//! Token lexer.
//!
//! Free-text fields (formulas, dice expressions, previews) embed references
//! as delimited tokens: `<stat:3:value>`, `<section:1:name>`, `<math:…>`,
//! `<dice:…>`. The lexer turns a text into a left-to-right sequence of
//! `(Token, Span)` pairs with explicit byte spans, so callers can also
//! recover the literal runs between tokens. It is pure, restartable, and
//! never fails: anything malformed or unterminated is literal text.
//!
//! The lexer is shared by the dependency graph builder (which only looks at
//! `stat:*:value` references) and by the template resolver (which
//! substitutes every token kind).

use crate::id::{SectionId, StatId};

/// The property selected by a stat reference token.
#[derive(Debug, Clone, Copy, PartialEq, Eq, Hash)]
pub enum StatProperty {
    Name,
    Value,
    Emoji,
}

impl StatProperty {
    fn parse(s: &str) -> Option<Self> {
        match s {
            "name" => Some(Self::Name),
            "value" => Some(Self::Value),
            "emoji" => Some(Self::Emoji),
            _ => None,
        }
    }
}

/// The property selected by a section reference token.
#[derive(Debug, Clone, Copy, PartialEq, Eq, Hash)]
pub enum SectionProperty {
    Name,
    Emoji,
}

impl SectionProperty {
    fn parse(s: &str) -> Option<Self> {
        match s {
            "name" => Some(Self::Name),
            "emoji" => Some(Self::Emoji),
            _ => None,
        }
    }
}

/// A parsed reference token.
///
/// `math` and `dice` payloads are opaque at this level: they may contain
/// nested stat references, but the outer lexer treats the body as a raw run
/// of characters up to the closing `>`.
#[derive(Debug, Clone, PartialEq)]
pub enum Token {
    /// `<stat:ID:name|value|emoji>`
    StatRef { id: StatId, property: StatProperty },

    /// `<section:ID:name|emoji>`
    SectionRef {
        id: SectionId,
        property: SectionProperty,
    },

    /// `<math:EXPR>` — any chars except `>`.
    MathExpr { raw: String },

    /// `<dice:EXPR>` — any chars except `>`.
    DiceExpr { raw: String },
}

/// A half-open byte range `[start, end)` into the source text, spanning a
/// whole token including its delimiters.
#[derive(Debug, Clone, Copy, PartialEq, Eq)]
pub struct Span {
    pub start: usize,
    pub end: usize,
}

/// Iterator over the tokens of a text.
///
/// # Examples
///
/// ```rust
/// use sheetforge::token::{Lexer, StatProperty, Token};
/// use sheetforge::StatId;
///
/// let mut lexer = Lexer::new("STR is <stat:1:value>!");
/// let (token, span) = lexer.next().unwrap();
/// assert_eq!(
///     token,
///     Token::StatRef { id: StatId::new(1), property: StatProperty::Value }
/// );
/// assert_eq!(&"STR is <stat:1:value>!"[span.start..span.end], "<stat:1:value>");
/// assert!(lexer.next().is_none());
/// ```
#[derive(Debug, Clone)]
pub struct Lexer<'a> {
    text: &'a str,
    pos: usize,
}

impl<'a> Lexer<'a> {
    /// Create a lexer over `text`, positioned at the start.
    pub fn new(text: &'a str) -> Self {
        Self { text, pos: 0 }
    }
}

impl Iterator for Lexer<'_> {
    type Item = (Token, Span);

    fn next(&mut self) -> Option<Self::Item> {
        while self.pos < self.text.len() {
            let rel = self.text[self.pos..].find('<')?;
            let start = self.pos + rel;
            match parse_token_at(self.text, start) {
                Some((token, end)) => {
                    self.pos = end;
                    return Some((token, Span { start, end }));
                }
                None => {
                    // Not a token; the '<' is literal text. Resume one byte
                    // later so an overlapping token can still be found.
                    self.pos = start + 1;
                }
            }
        }
        None
    }
}

/// Try to parse one token whose `<` sits at byte offset `start`.
/// Returns the token and the byte offset just past the closing `>`.
fn parse_token_at(text: &str, start: usize) -> Option<(Token, usize)> {
    let rest = &text[start + 1..];
    if let Some(body) = rest.strip_prefix("stat:") {
        let (id, property, len) = parse_reference(body)?;
        let property = StatProperty::parse(property)?;
        return Some((
            Token::StatRef {
                id: StatId::new(id),
                property,
            },
            start + 1 + "stat:".len() + len,
        ));
    }
    if let Some(body) = rest.strip_prefix("section:") {
        let (id, property, len) = parse_reference(body)?;
        let property = SectionProperty::parse(property)?;
        return Some((
            Token::SectionRef {
                id: SectionId::new(id),
                property,
            },
            start + 1 + "section:".len() + len,
        ));
    }
    if let Some(body) = rest.strip_prefix("math:") {
        let (raw, len) = parse_opaque(body)?;
        return Some((
            Token::MathExpr {
                raw: raw.to_string(),
            },
            start + 1 + "math:".len() + len,
        ));
    }
    if let Some(body) = rest.strip_prefix("dice:") {
        let (raw, len) = parse_opaque(body)?;
        return Some((
            Token::DiceExpr {
                raw: raw.to_string(),
            },
            start + 1 + "dice:".len() + len,
        ));
    }
    None
}

/// Parse `ID:PROPERTY>` from the start of `body`. Returns the id, the
/// property text, and the number of bytes consumed (including the `>`).
fn parse_reference(body: &str) -> Option<(u32, &str, usize)> {
    let colon = body.find(':')?;
    let close = body.find('>')?;
    if close < colon {
        return None;
    }
    let id: u32 = body[..colon].parse().ok()?;
    let property = &body[colon + 1..close];
    Some((id, property, close + 1))
}

/// Parse `EXPR>` from the start of `body`.
///
/// The payload is opaque except that complete nested tokens may appear
/// inside it: `<math:<stat:1:value> + 2>` closes at the final `>`. Angle
/// brackets are matched by depth; an unmatched `<` leaves the whole token
/// unterminated, hence literal.
fn parse_opaque(body: &str) -> Option<(&str, usize)> {
    let mut depth = 0usize;
    for (i, b) in body.bytes().enumerate() {
        match b {
            b'<' => depth += 1,
            b'>' if depth == 0 => return Some((&body[..i], i + 1)),
            b'>' => depth -= 1,
            _ => {}
        }
    }
    None
}

/// One piece of a text: either a literal run or a token.
#[derive(Debug, Clone, PartialEq)]
pub enum Segment<'a> {
    Literal(&'a str),
    Token { token: Token, span: Span },
}

/// Iterator over literal runs and tokens, covering the input exactly.
///
/// Concatenating every literal together with the source slice of every token
/// span reproduces the original text byte for byte.
#[derive(Debug, Clone)]
pub struct Segments<'a> {
    text: &'a str,
    lexer: Lexer<'a>,
    cursor: usize,
    pending: Option<(Token, Span)>,
    done: bool,
}

impl<'a> Iterator for Segments<'a> {
    type Item = Segment<'a>;

    fn next(&mut self) -> Option<Self::Item> {
        if let Some((token, span)) = self.pending.take() {
            self.cursor = span.end;
            return Some(Segment::Token { token, span });
        }
        if self.done {
            return None;
        }
        match self.lexer.next() {
            Some((token, span)) => {
                if span.start > self.cursor {
                    let literal = &self.text[self.cursor..span.start];
                    self.pending = Some((token, span));
                    Some(Segment::Literal(literal))
                } else {
                    self.cursor = span.end;
                    Some(Segment::Token { token, span })
                }
            }
            None => {
                self.done = true;
                if self.cursor < self.text.len() {
                    Some(Segment::Literal(&self.text[self.cursor..]))
                } else {
                    None
                }
            }
        }
    }
}

/// Split a text into literal runs and tokens.
///
/// # Examples
///
/// ```rust
/// use sheetforge::token::{segments, Segment};
///
/// let pieces: Vec<_> = segments("roll <dice:1d20> now").collect();
/// assert_eq!(pieces.len(), 3);
/// assert_eq!(pieces[0], Segment::Literal("roll "));
/// assert_eq!(pieces[2], Segment::Literal(" now"));
/// ```
pub fn segments(text: &str) -> Segments<'_> {
    Segments {
        text,
        lexer: Lexer::new(text),
        cursor: 0,
        pending: None,
        done: false,
    }
}

#[cfg(test)]
mod tests {
    use super::*;

    fn all_tokens(text: &str) -> Vec<Token> {
        Lexer::new(text).map(|(t, _)| t).collect()
    }

    #[test]
    fn test_stat_reference_tokens() {
        let tokens = all_tokens("<stat:1:name> <stat:2:value> <stat:3:emoji>");
        assert_eq!(
            tokens,
            vec![
                Token::StatRef {
                    id: StatId::new(1),
                    property: StatProperty::Name
                },
                Token::StatRef {
                    id: StatId::new(2),
                    property: StatProperty::Value
                },
                Token::StatRef {
                    id: StatId::new(3),
                    property: StatProperty::Emoji
                },
            ]
        );
    }

    #[test]
    fn test_section_reference_tokens() {
        let tokens = all_tokens("<section:4:name><section:4:emoji>");
        assert_eq!(
            tokens,
            vec![
                Token::SectionRef {
                    id: SectionId::new(4),
                    property: SectionProperty::Name
                },
                Token::SectionRef {
                    id: SectionId::new(4),
                    property: SectionProperty::Emoji
                },
            ]
        );
    }

    #[test]
    fn test_section_has_no_value_property() {
        assert!(all_tokens("<section:4:value>").is_empty());
    }

    #[test]
    fn test_math_and_dice_payloads_are_opaque() {
        let tokens = all_tokens("<math:1 + 2 * 3> and <dice:2d6 + 1>");
        assert_eq!(
            tokens,
            vec![
                Token::MathExpr {
                    raw: "1 + 2 * 3".to_string()
                },
                Token::DiceExpr {
                    raw: "2d6 + 1".to_string()
                },
            ]
        );
    }

    #[test]
    fn test_malformed_tokens_are_literal() {
        assert!(all_tokens("<stat:abc:value>").is_empty());
        assert!(all_tokens("<stat:1:unknown>").is_empty());
        assert!(all_tokens("<stat:1:value").is_empty()); // unterminated
        assert!(all_tokens("< stat:1:value>").is_empty());
        assert!(all_tokens("1 < 2 and 3 > 2").is_empty());
    }

    #[test]
    fn test_literal_angle_before_real_token() {
        // The stray '<' must not swallow the following token.
        let tokens = all_tokens("a < b <stat:1:value>");
        assert_eq!(tokens.len(), 1);
    }

    #[test]
    fn test_spans_are_non_overlapping_and_ordered() {
        let text = "x<stat:1:value>y<dice:1d4>z";
        let spans: Vec<Span> = Lexer::new(text).map(|(_, s)| s).collect();
        assert_eq!(spans.len(), 2);
        assert!(spans[0].end <= spans[1].start);
        assert_eq!(&text[spans[0].start..spans[0].end], "<stat:1:value>");
        assert_eq!(&text[spans[1].start..spans[1].end], "<dice:1d4>");
    }

    #[test]
    fn test_lexer_is_restartable() {
        let text = "<stat:1:value>";
        let first: Vec<_> = Lexer::new(text).collect();
        let second: Vec<_> = Lexer::new(text).collect();
        assert_eq!(first, second);
    }

    #[test]
    fn test_segments_reconstruct_input() {
        let text = "STR <stat:1:value>, roll <dice:1d20 + <stat:1:value>> done";
        let mut rebuilt = String::new();
        for segment in segments(text) {
            match segment {
                Segment::Literal(lit) => rebuilt.push_str(lit),
                Segment::Token { span, .. } => rebuilt.push_str(&text[span.start..span.end]),
            }
        }
        assert_eq!(rebuilt, text);
    }

    #[test]
    fn test_segments_of_plain_text() {
        let pieces: Vec<_> = segments("no tokens here").collect();
        assert_eq!(pieces, vec![Segment::Literal("no tokens here")]);
    }

    #[test]
    fn test_empty_opaque_payload() {
        let tokens = all_tokens("<math:>");
        assert_eq!(
            tokens,
            vec![Token::MathExpr {
                raw: String::new()
            }]
        );
    }

    #[test]
    fn test_nested_token_inside_math_payload() {
        let tokens = all_tokens("<math:<stat:1:value> + 2>");
        assert_eq!(
            tokens,
            vec![Token::MathExpr {
                raw: "<stat:1:value> + 2".to_string()
            }]
        );
    }

    #[test]
    fn test_unmatched_angle_in_payload_is_literal() {
        // The lone '<' never finds its '>', so no token is produced.
        assert!(all_tokens("<math:1 < 2>").is_empty());
    }

    #[test]
    fn test_unicode_literals_around_tokens() {
        let text = "força 💪 <stat:1:value> ✓";
        let pieces: Vec<_> = segments(text).collect();
        assert_eq!(pieces.len(), 3);
        assert_eq!(pieces[0], Segment::Literal("força 💪 "));
    }
}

**PROBLEM DESCRIPTION**. Among the entries above, determine how many lines contain "DiceExpr", then output only that number.

**TASK OUTPUT**. 3